* _Data excerpts_
————

//! Static evaluation: tapered material and piece-square scores interpolated
//! by game phase, plus a tempo bonus. The search only depends on the
//! signature `Position -> centipawns, side-relative`; the weights below are
//! plain data.

use crate::bitboard::LIGHT_SQUARES;
use crate::board::{Color, PIECE_TYPES, PieceType, Position};
use crate::bitboard::BitboardExt;

/// A middlegame/endgame score pair.
#[derive(Debug, Clone, Copy)]
pub struct Taper {
    pub mg: i32,
    pub eg: i32,
}

const fn s(mg: i32, eg: i32) -> Taper {
    Taper { mg, eg }
}

pub const PAWN_VALUE: Taper = s(82, 144);
pub const KNIGHT_VALUE: Taper = s(426, 475);
pub const BISHOP_VALUE: Taper = s(441, 510);
pub const ROOK_VALUE: Taper = s(627, 803);
pub const QUEEN_VALUE: Taper = s(1292, 1623);

const PIECE_VALUES: [Taper; 6] = [
    PAWN_VALUE,
    KNIGHT_VALUE,
    BISHOP_VALUE,
    ROOK_VALUE,
    QUEEN_VALUE,
    s(0, 0),
];

pub const TEMPO_BONUS: i32 = 10;

const KNIGHT_PHASE: i32 = 1;
const BISHOP_PHASE: i32 = 1;
const ROOK_PHASE: i32 = 2;
const QUEEN_PHASE: i32 = 4;
const PHASE_MIDGAME: i32 = 24;

// Piece-square tables from white's perspective, index 0 = a1. Black uses
// the vertically mirrored square.
#[rustfmt::skip]
const PAWN_PST: [Taper; 64] = [
    s(  0,  0), s(  0,  0), s(  0,  0), s(  0,  0), s(  0,  0), s(  0,  0), s(  0,  0), s(  0,  0),
    s(-13,  7), s( -4,  0), s(  1,  4), s(  6,  1), s(  3, 10), s( -9,  4), s( -9,  3), s(-16,  7),
    s(-21,  5), s(-17,  6), s( -1, -6), s( 12,-14), s(  8,-10), s( -4, -5), s(-15,  7), s(-24, 11),
    s(-14, 16), s(-21, 17), s(  9,-10), s( 10,-24), s(  4,-22), s(  4,-10), s(-20, 17), s(-17, 18),
    s(-15, 18), s(-18, 11), s(-16, -8), s(  4,-30), s( -2,-24), s(-18, -9), s(-23, 13), s(-17, 21),
    s(-20, 48), s( -9, 44), s(  1, 31), s( 17, -9), s( 36, -6), s( -9, 31), s( -6, 45), s(-23, 49),
    s(-33,-70), s(-66, -9), s(-16,-22), s( 65,-23), s( 41,-18), s( 39,-14), s(-47,  4), s(-62,-51),
    s(  0,  0), s(  0,  0), s(  0,  0), s(  0,  0), s(  0,  0), s(  0,  0), s(  0,  0), s(  0,  0),
];

#[rustfmt::skip]
const KNIGHT_PST: [Taper; 64] = [
    s( -31,-38), s(  -6,-24), s( -20,-22), s( -16, -1), s( -11, -1), s( -22,-19), s(  -8,-20), s( -41,-30),
    s(   1, -5), s( -11,  3), s(  -6,-19), s(  -1, -2), s(   0,  0), s(  -9,-16), s(  -8, -3), s(  -6,  1),
    s(   7,-21), s(   8, -5), s(   7,  2), s(  10, 19), s(  10, 19), s(   4,  2), s(   8, -4), s(   3,-19),
    s(  16, 21), s(  17, 30), s(  23, 41), s(  27, 50), s(  24, 53), s(  23, 41), s(  19, 28), s(  13, 26),
    s(  13, 30), s(  23, 30), s(  37, 51), s(  30, 70), s(  26, 67), s(  38, 50), s(  22, 33), s(  14, 28),
    s( -24, 25), s(  -5, 37), s(  25, 56), s(  22, 60), s(  27, 55), s(  29, 55), s(  -1, 32), s( -19, 25),
    s(  13, -2), s( -11, 18), s(  27, -2), s(  37, 24), s(  41, 24), s(  40, -7), s( -13, 16), s(   2, -2),
    s(-167, -5), s( -91, 12), s(-117, 41), s( -38, 17), s( -18, 19), s(-105, 48), s(-119, 24), s(-165,-17),
];

#[rustfmt::skip]
const BISHOP_PST: [Taper; 64] = [
    s(   5,-21), s(   1,  1), s(  -1,  5), s(   1,  5), s(   2,  8), s(  -6, -2), s(   0,  1), s(   4,-25),
    s(  26,-17), s(   2,-31), s(  15, -2), s(   8,  8), s(   8,  8), s(  13, -3), s(   9,-31), s(  26,-29),
    s(   9,  3), s(  22,  9), s(  -5, -3), s(  18, 19), s(  17, 20), s(  -5, -6), s(  20,  4), s(  15,  8),
    s(   0, 12), s(  10, 17), s(  17, 32), s(  20, 32), s(  24, 34), s(  12, 30), s(  15, 17), s(   0, 14),
    s( -20, 34), s(  13, 31), s(   1, 38), s(  21, 45), s(  12, 46), s(   6, 38), s(  13, 33), s( -14, 37),
    s( -13, 31), s( -11, 45), s(  -7, 23), s(   2, 40), s(   8, 38), s( -21, 34), s(  -5, 46), s(  -9, 35),
    s( -59, 38), s( -49, 22), s( -13, 30), s( -35, 36), s( -33, 36), s( -13, 33), s( -68, 21), s( -55, 35),
    s( -66, 18), s( -65, 36), s(-123, 48), s(-107, 56), s(-112, 53), s( -97, 43), s( -33, 22), s( -74, 15),
];

#[rustfmt::skip]
const ROOK_PST: [Taper; 64] = [
    s( -26, -1), s( -21,  3), s( -14,  4), s(  -6, -4), s(  -5, -4), s( -10,  3), s( -13, -2), s( -22,-14),
    s( -70,  5), s( -25,-10), s( -18, -7), s( -11,-11), s(  -9,-13), s( -15,-15), s( -15,-17), s( -77,  3),
    s( -39,  3), s( -16, 14), s( -25,  9), s( -14,  2), s( -12,  3), s( -25,  8), s(  -4,  9), s( -39,  1),
    s( -32, 24), s( -21, 36), s( -21, 36), s(  -5, 26), s(  -8, 27), s( -19, 34), s( -13, 33), s( -30, 24),
    s( -22, 46), s(   4, 38), s(  16, 38), s(  35, 30), s(  33, 32), s(  10, 36), s(  17, 31), s( -14, 43),
    s( -33, 60), s(  17, 41), s(   0, 54), s(  33, 36), s(  29, 35), s(   3, 52), s(  33, 32), s( -26, 56),
    s( -18, 41), s( -24, 47), s(  -1, 38), s(  15, 38), s(  14, 37), s(  -2, 36), s( -24, 49), s( -12, 38),
    s(  33, 55), s(  24, 63), s(  -1, 73), s(   9, 66), s(  10, 67), s(   0, 69), s(  34, 59), s(  37, 56),
];

#[rustfmt::skip]
const QUEEN_PST: [Taper; 64] = [
    s(  20,-34), s(   4,-26), s(   9,-34), s(  17,-16), s(  18,-18), s(  14,-46), s(   9,-28), s(  22,-44),
    s(   6,-15), s(  15,-22), s(  22,-42), s(  13,  2), s(  17,  0), s(  22,-49), s(  18,-29), s(   3,-18),
    s(   6, -1), s(  21,  7), s(   5, 35), s(   0, 34), s(   2, 34), s(   5, 37), s(  24,  9), s(  13,-15),
    s(   9, 17), s(  12, 46), s(  -6, 59), s( -19,109), s( -17,106), s(  -4, 57), s(  18, 48), s(   8, 33),
    s( -10, 42), s(  -8, 79), s( -19, 66), s( -32,121), s( -32,127), s( -23, 80), s(  -8, 95), s( -10, 68),
    s( -28, 56), s( -23, 50), s( -33, 66), s( -18, 70), s( -17, 71), s( -19, 63), s( -18, 65), s( -28, 76),
    s( -16, 61), s( -72,108), s( -19, 65), s( -52,114), s( -54,120), s( -14, 59), s( -69,116), s( -11, 73),
    s(   8, 43), s(  19, 47), s(   0, 79), s(   3, 78), s(  -3, 89), s(  13, 65), s(  18, 79), s(  21, 56),
];

#[rustfmt::skip]
const KING_PST: [Taper; 64] = [
    s(  87,-77), s(  67,-49), s(   4, -7), s(  -9,-26), s( -10,-27), s(  -8, -1), s(  57,-50), s(  79,-82),
    s(  35,  3), s( -27, -3), s( -41, 16), s( -89, 29), s( -64, 26), s( -64, 28), s( -25, -3), s(  30, -4),
    s( -44,-19), s( -16,-19), s(  28,  7), s(   0, 35), s(  18, 32), s(  31,  9), s( -13,-18), s( -36,-13),
    s( -48,-44), s(  98,-39), s(  71, 12), s( -22, 45), s(  12, 41), s(  79, 10), s( 115,-34), s( -59,-38),
    s(  -6,-10), s(  95,-39), s(  39, 14), s( -49, 18), s( -27, 19), s(  35, 14), s(  81,-34), s( -50,-13),
    s(  24,-39), s( 123,-22), s( 105, -1), s( -22,-21), s( -39,-20), s(  74,-15), s( 100,-23), s( -17,-49),
    s(   0,-98), s(  28,-21), s(   7,-18), s(  -3,-41), s( -57,-39), s(  12,-26), s(  22,-24), s( -15,-119),
    s( -16,-153), s( 49,-94), s( -21,-73), s( -19,-32), s( -51,-55), s( -42,-62), s(  53,-93), s( -58,-133),
];

const PIECE_PST: [&[Taper; 64]; 6] = [
    &PAWN_PST,
    &KNIGHT_PST,
    &BISHOP_PST,
    &ROOK_PST,
    &QUEEN_PST,
    &KING_PST,
];

/// Centipawn evaluation from the side to move's perspective.
pub fn evaluate(position: &Position) -> i32 {
    if insufficient_material(position) {
        return 0;
    }

    let mut mg = 0i32;
    let mut eg = 0i32;
    let mut phase = 0i32;

    for piece_type in PIECE_TYPES {
        let value = PIECE_VALUES[piece_type.index()];
        let pst = PIECE_PST[piece_type.index()];

        let mut white = position.pieces(Color::White, piece_type);
        while white != 0 {
            let sq = white.pop_lsb() as usize;
            mg += value.mg + pst[sq].mg;
            eg += value.eg + pst[sq].eg;
        }

        let mut black = position.pieces(Color::Black, piece_type);
        while black != 0 {
            let sq = (black.pop_lsb() ^ 56) as usize;
            mg -= value.mg + pst[sq].mg;
            eg -= value.eg + pst[sq].eg;
        }

        phase += phase_weight(piece_type)
            * (position.pieces(Color::White, piece_type).count_ones() as i32
                + position.pieces(Color::Black, piece_type).count_ones() as i32);
    }

    let phase = phase.min(PHASE_MIDGAME);
    let white_score = (mg * phase + eg * (PHASE_MIDGAME - phase)) / PHASE_MIDGAME;

    let side_relative = match position.side_to_move {
        Color::White => white_score,
        Color::Black => -white_score,
    };
    side_relative + TEMPO_BONUS
}

#[inline]
fn phase_weight(piece_type: PieceType) -> i32 {
    match piece_type {
        PieceType::Knight => KNIGHT_PHASE,
        PieceType::Bishop => BISHOP_PHASE,
        PieceType::Rook => ROOK_PHASE,
        PieceType::Queen => QUEEN_PHASE,
        _ => 0,
    }
}

/// Neither side can mate: no pawn, rook or queen on the board, and the
/// minors amount to K vs K, a lone minor, or one bishop each on the same
/// colour complex.
pub fn insufficient_material(position: &Position) -> bool {
    let majors = position.white.pawns()
        | position.black.pawns()
        | position.white.rooks()
        | position.black.rooks()
        | position.white.queens()
        | position.black.queens();
    if majors != 0 {
        return false;
    }

    let knights = position.white.knights() | position.black.knights();
    let bishops = position.white.bishops() | position.black.bishops();
    let minor_count = (knights | bishops).count();

    match minor_count {
        0 | 1 => true,
        2 => {
            // two bishops, one per side, on the same colour complex
            knights == 0
                && position.white.bishops().count() == 1
                && position.black.bishops().count() == 1
                && ((bishops & LIGHT_SQUARES).count() == 2
                    || (bishops & LIGHT_SQUARES).count() == 0)
        }
        _ => false,
    }
}

#[cfg(test)]
mod tests {
    use super::*;

    #[test]
    fn startpos_is_tempo_for_either_side() {
        let pos = Position::startpos();
        assert_eq!(evaluate(&pos), TEMPO_BONUS);

        let mut black_to_move = pos;
        black_to_move.make_null_move();
        assert_eq!(evaluate(&black_to_move), TEMPO_BONUS);
    }

    #[test]
    fn an_extra_queen_dominates_the_score() {
        let pos = Position::from_fen("4k3/8/8/8/8/8/8/3QK3 w - - 0 1").unwrap();
        assert!(evaluate(&pos) > 800);
        let mut flipped = pos;
        flipped.make_null_move();
        assert!(evaluate(&flipped) < -800);
    }

    #[test]
    fn mirrored_positions_evaluate_equally() {
        let white = Position::from_fen("4k3/8/8/8/8/8/PPP5/4K3 w - - 0 1").unwrap();
        let black = Position::from_fen("4k3/ppp5/8/8/8/8/8/4K3 b - - 0 1").unwrap();
        assert_eq!(evaluate(&white), evaluate(&black));
    }

    #[test]
    fn insufficient_material_cases() {
        let drawn = [
            "4k3/8/8/8/8/8/8/4K3 w - - 0 1",        // K vs K
            "4k3/8/8/8/8/8/8/2N1K3 w - - 0 1",      // K+N vs K
            "2b1k3/8/8/8/8/8/8/4K3 b - - 0 1",      // K vs K+B
            "1b2k3/8/8/8/8/8/8/B3K3 w - - 0 1",     // same-colour bishops (a1, b8 both dark)
        ];
        for fen in drawn {
            assert!(
                insufficient_material(&Position::from_fen(fen).unwrap()),
                "{fen} should be insufficient"
            );
        }

        let live = [
            "4k3/8/8/8/8/8/8/3RK3 w - - 0 1",       // rook mates
            "4k3/7p/8/8/8/8/8/4K3 w - - 0 1",       // pawn promotes
            "2b1k3/8/8/8/8/8/8/B3K3 w - - 0 1",     // opposite-colour bishops (a1 dark, c8 light)
            "4k3/8/8/8/8/8/8/1NN1K3 w - - 0 1",     // two knights (not in the drawn set)
        ];
        for fen in live {
            assert!(
                !insufficient_material(&Position::from_fen(fen).unwrap()),
                "{fen} should be sufficient"
            );
        }
    }
}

————

* _Task to complete_
Repeat the lines from the first one in the records through the line containing "pub const ROOK_VALUE: Taper = s(627, 803);", exactly as written, and nothing else.

* _Expected output_
//! Static evaluation: tapered material and piece-square scores interpolated
//! by game phase, plus a tempo bonus. The search only depends on the
//! signature `Position -> centipawns, side-relative`; the weights below are
//! plain data.

use crate::bitboard::LIGHT_SQUARES;
use crate::board::{Color, PIECE_TYPES, PieceType, Position};
use crate::bitboard::BitboardExt;

/// A middlegame/endgame score pair.
#[derive(Debug, Clone, Copy)]
pub struct Taper {
    pub mg: i32,
    pub eg: i32,
}

const fn s(mg: i32, eg: i32) -> Taper {
    Taper { mg, eg }
}

pub const PAWN_VALUE: Taper = s(82, 144);
pub const KNIGHT_VALUE: Taper = s(426, 475);
pub const BISHOP_VALUE: Taper = s(441, 510);
pub const ROOK_VALUE: Taper = s(627, 803);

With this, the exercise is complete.